The PBOC’s moves, including lowering the reserve requirement ratio and providing more liquidity, create a ripple effect across financial markets, including cryptocurrencies. As China pumps more money into its economy, investors are likely to seek assets that offer higher returns, like Bitcoin.
What’s Next for Bitcoin?
With China’s stimulus measures and the potential influence on other central banks, Bitcoin could be headed toward a significant breakout. Analysts believe that the bull flag pattern is a strong indicator of this upward trend, with predictions pointing to $78,000 or more. However, the recent activity of early Bitcoin whales adds an element of uncertainty that could either propel Bitcoin’s price higher or lead to short-term selling pressure.
As central bank liquidity increases globally, and inflation continues to rise, Bitcoin stands out as a valuable asset for investors looking to protect their wealth.
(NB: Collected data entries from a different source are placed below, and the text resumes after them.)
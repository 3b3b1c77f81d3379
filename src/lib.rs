pub mod config;
pub mod db;
pub mod error;
pub mod files;
pub mod visitor;

pub use config::Config;
pub use db::{Database, Engine, FieldMap, Model, Query, Row, SqliteEngine};
pub use error::{Error, Result};
pub use visitor::{Visitor, VisitorRecord};
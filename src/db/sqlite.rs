//! SQLite backend - implements the engine contract over rusqlite

use rusqlite::{params_from_iter, Connection, ToSql};
use tracing::{debug, warn};

use crate::config::DatabaseConfig;
use crate::db::params::convert_params;
use crate::db::row::{collect_row, Row};
use crate::db::statement::Statement;
use crate::db::{Engine, FieldMap};
use crate::error::{Error, Result};

/// Engine over one live SQLite session.
///
/// Holds the single pending statement and the rows captured by the most
/// recent SELECT. Not internally synchronized; the connection provider
/// wraps it in a mutex and chains hold the lock end to end.
pub struct SqliteEngine {
    conn: Connection,
    statement: Statement,
    last_rows: Vec<Row>,
}

impl Engine for SqliteEngine {
    fn connect(config: &DatabaseConfig) -> Result<Self> {
        let name = config.name.as_deref().ok_or_else(|| Error::Connect {
            reason: "database.name is not configured".to_string(),
        })?;

        let conn = if name == ":memory:" {
            Connection::open_in_memory()
        } else {
            Connection::open(name)
        }
        .map_err(|e| Error::Connect {
            reason: e.to_string(),
        })?;

        conn.execute_batch("PRAGMA foreign_keys = ON")
            .map_err(|e| Error::Connect {
                reason: e.to_string(),
            })?;

        Ok(SqliteEngine {
            conn,
            statement: Statement::new(),
            last_rows: Vec::new(),
        })
    }

    fn insert_row(&mut self, table: &str, fields: &FieldMap) -> Result<bool> {
        self.statement.insert(table, fields);
        self.execute()
    }

    fn begin_update(&mut self, table: &str, fields: &FieldMap) -> Result<()> {
        self.statement.update(table, fields)
    }

    fn begin_select(&mut self, table: &str, columns: &[&str]) -> Result<()> {
        self.statement.select(table, columns)
    }

    fn where_eq(&mut self, predicates: &FieldMap) -> Result<()> {
        self.statement.where_eq(predicates)
    }

    fn limit(&mut self, limit: u32) -> Result<()> {
        self.statement.limit(limit)
    }

    fn execute(&mut self) -> Result<bool> {
        let sql = self.statement.compile();
        debug!(%sql, "executing statement");

        let mut stmt = self.conn.prepare(&sql).map_err(|source| Error::Prepare {
            sql: sql.clone(),
            source,
        })?;

        let bound = convert_params(self.statement.params());
        let refs: Vec<&dyn ToSql> = bound.iter().map(|p| p.as_ref() as &dyn ToSql).collect();

        let mut captured = Vec::new();
        let run = if stmt.column_count() > 0 {
            let columns: Vec<String> =
                stmt.column_names().iter().map(|s| s.to_string()).collect();
            stmt.query(params_from_iter(refs)).and_then(|mut rows| {
                while let Some(row) = rows.next()? {
                    captured.push(collect_row(row, &columns));
                }
                Ok(true)
            })
        } else {
            stmt.execute(params_from_iter(refs)).map(|changes| changes > 0)
        };

        drop(stmt);
        self.last_rows = captured;
        self.statement.clear();

        match run {
            Ok(ok) => Ok(ok),
            Err(e) => {
                warn!(%sql, error = %e, "statement run failed");
                Ok(false)
            }
        }
    }

    fn last_result(&self) -> &[Row] {
        &self.last_rows
    }
}
//! Banner redirection entry point.
//!
//! Every request registers the visitor (when a `Referer` header is present)
//! and answers with a temporary redirect to a random banner file.

use std::convert::Infallible;
use std::net::SocketAddr;
use std::path::Path;

use http_body_util::Full;
use hyper::body::{Bytes, Incoming};
use hyper::header::{HeaderValue, LOCATION, REFERER, USER_AGENT};
use hyper::server::conn::http1;
use hyper::service::service_fn;
use hyper::{Request, Response, StatusCode};
use hyper_util::rt::TokioIo;
use tokio::net::TcpListener;
use tracing::{debug, error, info};
use tracing_subscriber::EnvFilter;

use bannerd::{files, Config, Database, SqliteEngine, Visitor};

#[tokio::main]
async fn main() {
    tracing_subscriber::fmt()
        .with_env_filter(
            EnvFilter::try_from_default_env().unwrap_or_else(|_| EnvFilter::new("info")),
        )
        .init();

    let config_path =
        std::env::var("BANNERD_CONFIG").unwrap_or_else(|_| "bannerd.toml".to_string());
    let config = match Config::load(Path::new(&config_path)) {
        Ok(config) => config,
        Err(e) => {
            error!(path = %config_path, error = %e, "failed to load configuration");
            std::process::exit(1);
        }
    };

    let db = match Database::open::<SqliteEngine>(&config.database) {
        Ok(db) => db,
        Err(e) => {
            error!(error = %e, "error connecting to database");
            std::process::exit(1);
        }
    };

    if let Err(e) = serve(config, db).await {
        error!(error = %e, "server failed");
        std::process::exit(1);
    }
}

async fn serve(config: Config, db: Database) -> std::io::Result<()> {
    let addr: SocketAddr = config
        .server
        .bind
        .parse()
        .map_err(|e| std::io::Error::new(std::io::ErrorKind::InvalidInput, e))?;
    let listener = TcpListener::bind(addr).await?;
    info!(%addr, "listening");

    loop {
        let (stream, peer) = listener.accept().await?;
        let io = TokioIo::new(stream);
        let config = config.clone();
        let db = db.clone();

        tokio::spawn(async move {
            let service = service_fn(move |req| {
                let config = config.clone();
                let db = db.clone();
                async move { handle(req, peer, &config, &db) }
            });

            if let Err(e) = http1::Builder::new().serve_connection(io, service).await {
                debug!(error = %e, "connection error");
            }
        });
    }
}

fn handle(
    req: Request<Incoming>,
    peer: SocketAddr,
    config: &Config,
    db: &Database,
) -> Result<Response<Full<Bytes>>, Infallible> {
    let referer = req
        .headers()
        .get(REFERER)
        .and_then(|v| v.to_str().ok())
        .map(str::to_owned);

    // only referred traffic counts as a visit, direct hits just get a banner
    if let Some(page) = referer {
        let user_agent = req
            .headers()
            .get(USER_AGENT)
            .and_then(|v| v.to_str().ok())
            .unwrap_or_default();
        let visitor = Visitor::new(peer.ip().to_string(), user_agent, page);

        if let Err(e) = visitor.register(db) {
            error!(error = %e, "visitor registration failed");
        }
    }

    match files::random_from_dir(Path::new("."), &config.banners.path) {
        Some(file) => Ok(redirect(&file)),
        None => Ok(status_only(StatusCode::NOT_FOUND)),
    }
}

fn redirect(location: &str) -> Response<Full<Bytes>> {
    let mut response = status_only(StatusCode::TEMPORARY_REDIRECT);
    if let Ok(value) = HeaderValue::from_str(location) {
        response.headers_mut().insert(LOCATION, value);
    }
    response
}

fn status_only(status: StatusCode) -> Response<Full<Bytes>> {
    let mut response = Response::new(Full::new(Bytes::new()));
    *response.status_mut() = status;
    response
}
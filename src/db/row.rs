//! Row module - converts SQLite rows into ordered column/value records

use indexmap::IndexMap;
use rusqlite::Row as SqliteRow;
use serde_json::{Number, Value};

/// Ordered mapping of column name to cell value for one result row.
pub type Row = IndexMap<String, Value>;

/// Convert one SQLite column value with proper type handling.
pub fn sqlite_to_value(row: &SqliteRow, i: usize) -> Value {
    match row.get_ref(i) {
        Ok(rusqlite::types::ValueRef::Null) => Value::Null,
        Ok(rusqlite::types::ValueRef::Integer(i)) => Value::Number(i.into()),
        Ok(rusqlite::types::ValueRef::Real(f)) => {
            Value::Number(Number::from_f64(f).unwrap_or(Number::from(0)))
        }
        Ok(rusqlite::types::ValueRef::Text(t)) => {
            Value::String(String::from_utf8_lossy(t).into_owned())
        }
        Ok(rusqlite::types::ValueRef::Blob(b)) => Value::String(base64::Engine::encode(
            &base64::engine::general_purpose::STANDARD,
            b,
        )),
        _ => Value::Null,
    }
}

/// Materialize one result row in column order.
pub fn collect_row(row: &SqliteRow, columns: &[String]) -> Row {
    columns
        .iter()
        .enumerate()
        .map(|(i, name)| (name.clone(), sqlite_to_value(row, i)))
        .collect()
}
//! Statement module - accumulates the fragments and bind values for one statement

use serde_json::Value;

use crate::db::FieldMap;
use crate::error::{Error, Result};

/// One pending statement: ordered SQL fragments plus positional bind values.
///
/// `select`/`update` must be the first fragment of a chain; `where_eq` and
/// `limit` require one to be pending. `compile` joins the fragments with a
/// single space, and `clear` returns the builder to idle after execution.
#[derive(Debug, Default)]
pub struct Statement {
    fragments: Vec<String>,
    params: Vec<Value>,
}

impl Statement {
    pub fn new() -> Self {
        Self::default()
    }

    /// True when no fragments are pending.
    pub fn is_idle(&self) -> bool {
        self.fragments.is_empty()
    }

    pub fn select(&mut self, table: &str, columns: &[&str]) -> Result<()> {
        if !self.is_idle() {
            return Err(Error::InvalidSequence(
                "select must start the statement chain",
            ));
        }

        self.fragments
            .push(format!("SELECT {} FROM {}", columns.join(","), table));
        Ok(())
    }

    pub fn update(&mut self, table: &str, fields: &FieldMap) -> Result<()> {
        if !self.is_idle() {
            return Err(Error::InvalidSequence(
                "update must start the statement chain",
            ));
        }

        let assignments = fields
            .keys()
            .map(|key| format!("{key}=?"))
            .collect::<Vec<_>>()
            .join(", ");

        self.fragments.push(format!("UPDATE {table} SET {assignments}"));
        self.params.extend(fields.values().cloned());
        Ok(())
    }

    pub fn insert(&mut self, table: &str, fields: &FieldMap) {
        let columns = fields.keys().cloned().collect::<Vec<_>>().join(",");
        let placeholders = vec!["?"; fields.len()].join(",");

        self.fragments.push(format!(
            "INSERT INTO {table} ({columns}) VALUES ({placeholders})"
        ));
        self.params.extend(fields.values().cloned());
    }

    /// Appends equality predicates, ANDed onto a `WHERE 1=1` prefix.
    pub fn where_eq(&mut self, predicates: &FieldMap) -> Result<()> {
        if self.is_idle() {
            return Err(Error::InvalidSequence(
                "where requires a pending select or update",
            ));
        }

        let mut clause = String::from("WHERE 1=1");
        for key in predicates.keys() {
            clause.push_str(&format!(" AND {key}=?"));
        }

        self.fragments.push(clause);
        self.params.extend(predicates.values().cloned());
        Ok(())
    }

    pub fn limit(&mut self, limit: u32) -> Result<()> {
        if self.is_idle() {
            return Err(Error::InvalidSequence(
                "limit requires a pending statement",
            ));
        }

        self.fragments.push(format!("LIMIT {limit}"));
        Ok(())
    }

    /// Joins the pending fragments into the final SQL text.
    pub fn compile(&self) -> String {
        self.fragments.join(" ")
    }

    /// Bind values in the order the fragments added them.
    pub fn params(&self) -> &[Value] {
        &self.params
    }

    /// Drops all pending state, returning the builder to idle.
    pub fn clear(&mut self) {
        self.fragments.clear();
        self.params.clear();
    }
}

#[cfg(test)]
mod tests {
    use super::*;
    use serde_json::json;

    fn fields(pairs: &[(&str, Value)]) -> FieldMap {
        pairs
            .iter()
            .map(|(key, value)| (key.to_string(), value.clone()))
            .collect()
    }

    #[test]
    fn select_where_limit_compiles_in_order() {
        let mut stmt = Statement::new();
        stmt.select("visitors", &["id", "views_count"]).unwrap();
        stmt.where_eq(&fields(&[("hash", json!("abc"))])).unwrap();
        stmt.limit(1).unwrap();

        assert_eq!(
            stmt.compile(),
            "SELECT id,views_count FROM visitors WHERE 1=1 AND hash=? LIMIT 1"
        );
    }

    // The tautological prefix is part of the compiled SQL text on purpose:
    // it keeps the output identical to what downstream tooling has always
    // seen, so this test pins it.
    #[test]
    fn where_clause_keeps_tautology_prefix() {
        let mut stmt = Statement::new();
        stmt.select("visitors", &["id"]).unwrap();
        stmt.where_eq(&fields(&[("a", json!(1)), ("b", json!(2))]))
            .unwrap();

        assert!(stmt.compile().contains("WHERE 1=1 AND a=? AND b=?"));
    }

    #[test]
    fn update_compiles_assignments_and_predicates() {
        let mut stmt = Statement::new();
        stmt.update("visitors", &fields(&[("views_count", json!(6))]))
            .unwrap();
        stmt.where_eq(&fields(&[("hash", json!("abc"))])).unwrap();
        stmt.limit(1).unwrap();

        assert_eq!(
            stmt.compile(),
            "UPDATE visitors SET views_count=? WHERE 1=1 AND hash=? LIMIT 1"
        );
    }

    #[test]
    fn insert_compiles_columns_and_placeholders() {
        let mut stmt = Statement::new();
        stmt.insert(
            "visitors",
            &fields(&[("ip_address", json!("127.0.0.1")), ("hash", json!("abc"))]),
        );

        assert_eq!(
            stmt.compile(),
            "INSERT INTO visitors (ip_address,hash) VALUES (?,?)"
        );
    }

    #[test]
    fn params_follow_fragment_insertion_order() {
        let mut stmt = Statement::new();
        stmt.update("visitors", &fields(&[("views_count", json!(6))]))
            .unwrap();
        stmt.where_eq(&fields(&[("hash", json!("abc")), ("id", json!(3))]))
            .unwrap();

        assert_eq!(stmt.params(), &[json!(6), json!("abc"), json!(3)]);
    }

    #[test]
    fn where_requires_pending_statement() {
        let mut stmt = Statement::new();
        let result = stmt.where_eq(&fields(&[("hash", json!("abc"))]));

        assert!(matches!(result, Err(Error::InvalidSequence(_))));
    }

    #[test]
    fn limit_requires_pending_statement() {
        let mut stmt = Statement::new();

        assert!(matches!(stmt.limit(1), Err(Error::InvalidSequence(_))));
    }

    #[test]
    fn select_rejects_pending_fragments() {
        let mut stmt = Statement::new();
        stmt.select("visitors", &["id"]).unwrap();

        assert!(matches!(
            stmt.select("visitors", &["id"]),
            Err(Error::InvalidSequence(_))
        ));
        assert!(matches!(
            stmt.update("visitors", &fields(&[("views_count", json!(1))])),
            Err(Error::InvalidSequence(_))
        ));
    }

    #[test]
    fn clear_returns_to_idle() {
        let mut stmt = Statement::new();
        stmt.select("visitors", &["id"]).unwrap();
        stmt.where_eq(&fields(&[("hash", json!("abc"))])).unwrap();
        stmt.clear();

        assert!(stmt.is_idle());
        assert!(stmt.params().is_empty());
        assert_eq!(stmt.compile(), "");

        // a fresh chain may start again
        stmt.update("visitors", &fields(&[("views_count", json!(1))]))
            .unwrap();
        assert_eq!(stmt.compile(), "UPDATE visitors SET views_count=?");
    }
}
While the relationship between Bitcoin and China may not be as direct as before, the PBOC’s actions still have a strong influence on the cryptocurrency market.
Bitcoin’s rally after China’s latest stimulus package suggests that we could be in for an exciting period ahead. Whether this will lead to a new all-time high or just another chapter in Bitcoin’s journey remains to be seen. One thing is clear: Bitcoin’s connection to global liquidity conditions makes it a critical asset to watch as central banks continue to shape the economic landscape.